(EXERCISE): Whenever a line below includes the string "localhost", show it.

(ENTRIES SUPPLIED):

//! Client configuration.
//!
//! The token is always resolved here, at construction time. Request code
//! only ever sees an [`AccessToken`].

use std::time::Duration;

use crate::error::ConnectError;
use crate::token::AccessToken;

/// Environment variable read by [`TokenSource::from_default_env`].
pub const TOKEN_ENV: &str = "OPASSWORD_ACCESS_TOKEN";

/// Default per-request timeout applied by the transport.
pub const DEFAULT_TIMEOUT: Duration = Duration::from_secs(30);

/// Where the bearer token comes from.
#[derive(Debug, Clone)]
pub enum TokenSource {
    /// A token injected directly by the caller.
    Literal(AccessToken),
    /// Name of an environment variable holding the token.
    Env(String),
}

impl TokenSource {
    /// Read the token from `OPASSWORD_ACCESS_TOKEN`.
    pub fn from_default_env() -> Self {
        Self::Env(TOKEN_ENV.to_owned())
    }

    /// Produce the token, failing when it is missing or blank.
    pub fn resolve(&self) -> Result<AccessToken, ConnectError> {
        let token = match self {
            Self::Literal(token) => token.clone(),
            Self::Env(name) => std::env::var(name).map(AccessToken::new).map_err(|_| {
                ConnectError::Config(format!("environment variable {name} is not set"))
            })?,
        };
        if token.is_empty() {
            return Err(ConnectError::Config("access token is empty".into()));
        }
        Ok(token)
    }
}

/// Configuration for a [`ConnectClient`](crate::ConnectClient).
#[derive(Debug, Clone)]
pub struct ClientConfig {
    pub endpoint: String,
    pub token: TokenSource,
    pub timeout: Duration,
    pub user_agent: String,
}

impl ClientConfig {
    /// Configuration with an injected token and default timeout.
    pub fn new(endpoint: impl Into<String>, token: impl Into<AccessToken>) -> Self {
        Self {
            endpoint: endpoint.into(),
            token: TokenSource::Literal(token.into()),
            timeout: DEFAULT_TIMEOUT,
            user_agent: default_user_agent(),
        }
    }

    /// Configuration that reads the token from `OPASSWORD_ACCESS_TOKEN`.
    pub fn from_env(endpoint: impl Into<String>) -> Self {
        Self {
            endpoint: endpoint.into(),
            token: TokenSource::from_default_env(),
            timeout: DEFAULT_TIMEOUT,
            user_agent: default_user_agent(),
        }
    }

    pub fn with_token(mut self, token: impl Into<AccessToken>) -> Self {
        self.token = TokenSource::Literal(token.into());
        self
    }

    pub fn with_token_env(mut self, name: impl Into<String>) -> Self {
        self.token = TokenSource::Env(name.into());
        self
    }

    pub fn with_timeout(mut self, timeout: Duration) -> Self {
        self.timeout = timeout;
        self
    }

    pub fn with_user_agent(mut self, user_agent: impl Into<String>) -> Self {
        self.user_agent = user_agent.into();
        self
    }
}

/// Build the user-agent string from the crate version.
fn default_user_agent() -> String {
    format!("opconnect/{}", env!("CARGO_PKG_VERSION"))
}

/// Validate that an endpoint uses `https://`, allowing `http://` only for
/// localhost. Returns the endpoint with trailing slashes trimmed.
pub(crate) fn normalize_endpoint(url: &str) -> Result<String, ConnectError> {
    let url = url.trim().trim_end_matches('/');
    if url.starts_with("https://") {
        return Ok(url.to_owned());
    }
    if let Some(host_part) = url.strip_prefix("http://") {
        let host = host_part.split('/').next().unwrap_or("");
        let host_no_port = host.split(':').next().unwrap_or("");
        if host_no_port == "localhost" || host_no_port == "127.0.0.1" {
            return Ok(url.to_owned());
        }
        return Err(ConnectError::Config(format!(
            "insecure HTTP endpoint rejected: {url} \
             (http:// is permitted for localhost/127.0.0.1 only)"
        )));
    }
    Err(ConnectError::Config(format!(
        "unsupported endpoint scheme: {url} (expected https://)"
    )))
}
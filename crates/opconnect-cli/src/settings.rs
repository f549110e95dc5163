//! CLI settings: command-line flags and environment over a TOML file.
//!
//! The file lives at `~/.opconnect/config.toml` or `$OPCONNECT_CONFIG`.
//! A missing file is the same as an empty one.

use std::path::{Path, PathBuf};

use opconnect::TOKEN_ENV;
use serde::Deserialize;

/// Environment variable overriding the config file location.
pub const CONFIG_PATH_ENV: &str = "OPCONNECT_CONFIG";

#[derive(Debug, thiserror::Error)]
pub enum SettingsError {
    #[error("failed to read {path}: {source}")]
    Read {
        path: String,
        #[source]
        source: std::io::Error,
    },

    #[error("invalid config file {path}: {message}")]
    Parse { path: String, message: String },

    #[error("no Connect endpoint configured (use --endpoint or OPCONNECT_URL)")]
    MissingEndpoint,

    #[error("no vault selected (use --vault, --vault-id or OPCONNECT_VAULT)")]
    MissingVault,
}

/// Contents of the config file. Every key is optional.
#[derive(Debug, Clone, Default, PartialEq, Eq, Deserialize)]
#[serde(deny_unknown_fields)]
pub struct FileSettings {
    #[serde(default)]
    pub endpoint: Option<String>,

    /// Name of the environment variable holding the access token.
    #[serde(default)]
    pub token_env: Option<String>,

    /// Default vault name.
    #[serde(default)]
    pub vault: Option<String>,
}

/// Values taken from flags (clap fills these from the environment too).
#[derive(Debug, Clone, Default)]
pub struct Overrides {
    pub endpoint: Option<String>,
    pub token_env: Option<String>,
}

/// Effective settings after layering.
#[derive(Debug, Clone, PartialEq, Eq)]
pub struct Settings {
    pub endpoint: String,
    pub token_env: String,
    pub vault: Option<String>,
}

/// How the command picks its vault.
#[derive(Debug, Clone, PartialEq, Eq)]
pub enum VaultSelector {
    Name(String),
    Id(String),
}

impl Settings {
    pub fn resolve(overrides: Overrides, file: FileSettings) -> Result<Self, SettingsError> {
        let endpoint = overrides
            .endpoint
            .or(file.endpoint)
            .filter(|e| !e.trim().is_empty())
            .ok_or(SettingsError::MissingEndpoint)?;
        let token_env = overrides
            .token_env
            .or(file.token_env)
            .unwrap_or_else(|| TOKEN_ENV.to_owned());
        Ok(Self {
            endpoint,
            token_env,
            vault: file.vault,
        })
    }

    /// Pick the vault: an explicit id, then an explicit name, then the
    /// file's default name.
    pub fn vault_selector(
        &self,
        name: Option<String>,
        id: Option<String>,
    ) -> Result<VaultSelector, SettingsError> {
        if let Some(id) = id {
            return Ok(VaultSelector::Id(id));
        }
        name.or_else(|| self.vault.clone())
            .map(VaultSelector::Name)
            .ok_or(SettingsError::MissingVault)
    }
}

/// Return the config path: `$OPCONNECT_CONFIG` or `~/.opconnect/config.toml`.
pub fn config_path() -> PathBuf {
    std::env::var(CONFIG_PATH_ENV)
        .map(PathBuf::from)
        .unwrap_or_else(|_| {
            let home = std::env::var("HOME").unwrap_or_else(|_| ".".into());
            PathBuf::from(home).join(".opconnect").join("config.toml")
        })
}

/// Load the config file at `path`. A missing file yields defaults.
pub fn load_file(path: &Path) -> Result<FileSettings, SettingsError> {
    let contents = match std::fs::read_to_string(path) {
        Ok(contents) => contents,
        Err(e) if e.kind() == std::io::ErrorKind::NotFound => {
            tracing::debug!("no config file at {}", path.display());
            return Ok(FileSettings::default());
        }
        Err(source) => {
            return Err(SettingsError::Read {
                path: path.display().to_string(),
                source,
            });
        }
    };
    parse_file(&contents).map_err(|message| SettingsError::Parse {
        path: path.display().to_string(),
        message,
    })
}

fn parse_file(contents: &str) -> Result<FileSettings, String> {
    toml_edit::de::from_str::<FileSettings>(contents).map_err(|e| e.to_string())
}

#[cfg(test)]
mod tests {
    use super::*;

    #[test]
    fn parse_full_file() {
        let file = parse_file(
            r#"
endpoint = "http://localhost:8080"
token_env = "MY_TOKEN"
vault = "UIO"
"#,
        )
        .unwrap();
        assert_eq!(file.endpoint.as_deref(), Some("http://localhost:8080"));
        assert_eq!(file.token_env.as_deref(), Some("MY_TOKEN"));
        assert_eq!(file.vault.as_deref(), Some("UIO"));
    }

    #[test]
    fn parse_empty_file() {
        assert_eq!(parse_file("").unwrap(), FileSettings::default());
    }

    #[test]
    fn parse_rejects_unknown_keys() {
        let err = parse_file("token = \"inline-secret\"").unwrap_err();
        assert!(err.contains("token"));
    }

    #[test]
    fn missing_file_yields_defaults() {
        let dir = tempfile::tempdir().unwrap();
        let file = load_file(&dir.path().join("absent.toml")).unwrap();
        assert_eq!(file, FileSettings::default());
    }

    #[test]
    fn invalid_file_reports_path() {
        let dir = tempfile::tempdir().unwrap();
        let path = dir.path().join("config.toml");
        std::fs::write(&path, "endpoint = [").unwrap();
        let err = load_file(&path).unwrap_err();
        assert!(matches!(err, SettingsError::Parse { .. }));
        assert!(format!("{err}").contains("config.toml"));
    }

    #[test]
    fn load_file_from_disk() {
        let dir = tempfile::tempdir().unwrap();
        let path = dir.path().join("config.toml");
        std::fs::write(&path, "vault = \"Personal\"\n").unwrap();
        let file = load_file(&path).unwrap();
        assert_eq!(file.vault.as_deref(), Some("Personal"));
    }

    #[test]
    fn flags_override_file() {
        let file = FileSettings {
            endpoint: Some("http://localhost:1".into()),
            token_env: Some("FILE_TOKEN".into()),
            vault: None,
        };
        let overrides = Overrides {
            endpoint: Some("http://localhost:2".into()),
            token_env: None,
        };
        let settings = Settings::resolve(overrides, file).unwrap();
        assert_eq!(settings.endpoint, "http://localhost:2");
        assert_eq!(settings.token_env, "FILE_TOKEN");
    }

    #[test]
    fn token_env_defaults_to_access_token_var() {
        let overrides = Overrides {
            endpoint: Some("http://localhost:8080".into()),
            token_env: None,
        };
        let settings = Settings::resolve(overrides, FileSettings::default()).unwrap();
        assert_eq!(settings.token_env, "OPASSWORD_ACCESS_TOKEN");
    }

    #[test]
    fn missing_endpoint_is_an_error() {
        let err = Settings::resolve(Overrides::default(), FileSettings::default()).unwrap_err();
        assert!(matches!(err, SettingsError::MissingEndpoint));
    }

    #[test]
    fn vault_selector_precedence() {
        let settings = Settings {
            endpoint: "http://localhost:8080".into(),
            token_env: TOKEN_ENV.into(),
            vault: Some("FromFile".into()),
        };
        assert_eq!(
            settings.vault_selector(Some("Flag".into()), Some("id-1".into())).unwrap(),
            VaultSelector::Id("id-1".into())
        );
        assert_eq!(
            settings.vault_selector(Some("Flag".into()), None).unwrap(),
            VaultSelector::Name("Flag".into())
        );
        assert_eq!(
            settings.vault_selector(None, None).unwrap(),
            VaultSelector::Name("FromFile".into())
        );
    }

    #[test]
    fn no_vault_anywhere_is_an_error() {
        let settings = Settings {
            endpoint: "http://localhost:8080".into(),
            token_env: TOKEN_ENV.into(),
            vault: None,
        };
        assert!(matches!(
            settings.vault_selector(None, None),
            Err(SettingsError::MissingVault)
        ));
    }
}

(WORKED SOLUTION):
/// localhost. Returns the endpoint with trailing slashes trimmed.
        if host_no_port == "localhost" || host_no_port == "127.0.0.1" {
             (http:// is permitted for localhost/127.0.0.1 only)"
endpoint = "http://localhost:8080"
        assert_eq!(file.endpoint.as_deref(), Some("http://localhost:8080"));
            endpoint: Some("http://localhost:1".into()),
            endpoint: Some("http://localhost:2".into()),
        assert_eq!(settings.endpoint, "http://localhost:2");
            endpoint: Some("http://localhost:8080".into()),
            endpoint: "http://localhost:8080".into(),
            endpoint: "http://localhost:8080".into(),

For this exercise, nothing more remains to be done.